On 28 Sep 2022, the Government decided to appoint Lt General Anil Chauhan (Retired) PVSM, UYSM, AVSM, SM, VSM as the next Chief of Defence Staff (CDS) who shall also function as Secretary to the Government of India, Department of Military Affairs with effect from the date of his assumption of charge and until further orders.

History

The post of the Chairman of the Chief of Staff Committee (Chairman-CoSC) was created in 1947 as a precursor to the post of CDS, responsible for advice to the Defence Minister on all military matters. The senior-most of the three service chiefs would be appointed Chairman CoSC.

The need for a Chief of Defence Staff was felt as early as 1960s following wars with Pakistan and China. Over the years the creation of such as post was raised. However, officially, it was only following the Kargil Review Committee's recommendation in 1999 that the Group of Ministers (GoM) officially proposed the creation of the post of CDS in 2001. Following committees, including the Naresh Chandra task force in 2012 and the Lieutenant General D. B. Shekatkar Committee in 2016, also proposed their own versions of a CDS. The process of consulting all parties involved began in 2006. In 2017, the Cabinet Committee on Security started the process of making the final decision related to the creation of a post for the CDS.

The matter had opposition over the years on various fronts. After the war of 1971, Chief of the Air Staff, Air Chief Marshal Pratap Chandra Lal, had threatened to quit if the post of CDS was created. In 2001 the government was on the brink of making the then Chief of the Naval Staff Admiral, Sushil Kumar, the CDS. A date had been fixed including other formalities. However, due to turf wars, among other reasons, the idea was scrapped.

The official decision to create the position was made by Prime Minister Narendra Modi during his Independence Day speech on 15 August 2019 at the Red Fort, in New Delhi. Following the announcement, a committee was announced on 23 August 2019 under the National Security Advisor, consisting of the Cabinet Secretary, the Defence Secretary and the Chairman of the Chief of Staff Committee (C-COSC) among others, to make final the powers of the CDS. The committee was to submit its report within six weeks.
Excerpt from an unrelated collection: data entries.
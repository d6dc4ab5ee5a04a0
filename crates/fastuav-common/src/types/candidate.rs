//! Candidate and Population - one generation's designs and results

use super::NamedValues;
use crate::FAILURE_SENTINEL;
use serde::{Deserialize, Serialize};

/// One design vector sampled in a generation, with its evaluation results
#[derive(Debug, Clone, PartialEq, Serialize, Deserialize)]
pub struct Candidate {
    /// Flat design vector
    pub x: Vec<f64>,
    /// Generation that sampled this candidate (1-based)
    pub generation: u64,
    /// Scalar minimized by the engine: objective + penalty
    pub fitness: f64,
    /// Aggregated objective before the penalty
    pub objective: f64,
    /// Raw objective outputs of the model
    pub objectives: NamedValues,
    /// Raw constraint outputs of the model
    pub constraints: NamedValues,
    /// Σ violation^k over all active constraint components
    pub violation: f64,
    /// Evaluation succeeded and no constraint is violated
    pub feasible: bool,
    /// Evaluation failed and fitness is the sentinel
    pub failed: bool,
}

impl Candidate {
    /// A freshly sampled, not yet evaluated candidate
    pub fn new(x: Vec<f64>, generation: u64) -> Self {
        Self {
            x,
            generation,
            fitness: FAILURE_SENTINEL,
            objective: FAILURE_SENTINEL,
            objectives: NamedValues::new(),
            constraints: NamedValues::new(),
            violation: 0.0,
            feasible: false,
            failed: false,
        }
    }
}

/// All candidates of exactly one generation, in engine order
#[derive(Debug, Clone, Default, PartialEq, Serialize, Deserialize)]
pub struct Population {
    pub generation: u64,
    pub candidates: Vec<Candidate>,
}

impl Population {
    pub fn new(generation: u64, candidates: Vec<Candidate>) -> Self {
        Self {
            generation,
            candidates,
        }
    }

    /// Fitness values, index-aligned with the candidates
    pub fn fitness(&self) -> Vec<f64> {
        self.candidates.iter().map(|c| c.fitness).collect()
    }

    /// Candidate with the lowest fitness
    pub fn best(&self) -> Option<&Candidate> {
        self.candidates
            .iter()
            .min_by(|a, b| a.fitness.total_cmp(&b.fitness))
    }

    /// Number of candidates whose evaluation failed
    pub fn failed_count(&self) -> usize {
        self.candidates.iter().filter(|c| c.failed).count()
    }

    /// Number of feasible candidates
    pub fn feasible_count(&self) -> usize {
        self.candidates.iter().filter(|c| c.feasible).count()
    }

    pub fn len(&self) -> usize {
        self.candidates.len()
    }

    pub fn is_empty(&self) -> bool {
        self.candidates.is_empty()
    }
}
By November 2019, the committee had largely completed its tasks. On 24 December, the Cabinet Committee on Security (CCS) formally established the post of Chief of Defence Staff.

The first Chief of Defence Staff was General Bipin Rawat who took office on 1 January 2020. On 15 December 2021, following the death of General Rawat, General Manoj Mukund Naravane was appointed Chairman of the Chiefs of Staff Committee, pending the appointment of a new CDS. This decision was made, as there was no clear order of succession for the CDS.

Functions
At the time of creation of the post in December 2019, and as the permanent Chairman of the Chiefs of Staff Committee, the CDS would implement integration and jointness of the three services, assign inter-services prioritisation to capital acquisition proposals, command the tri-service agencies, head the Department of Military Affairs and be a member of overall defence planning among other responsibilities.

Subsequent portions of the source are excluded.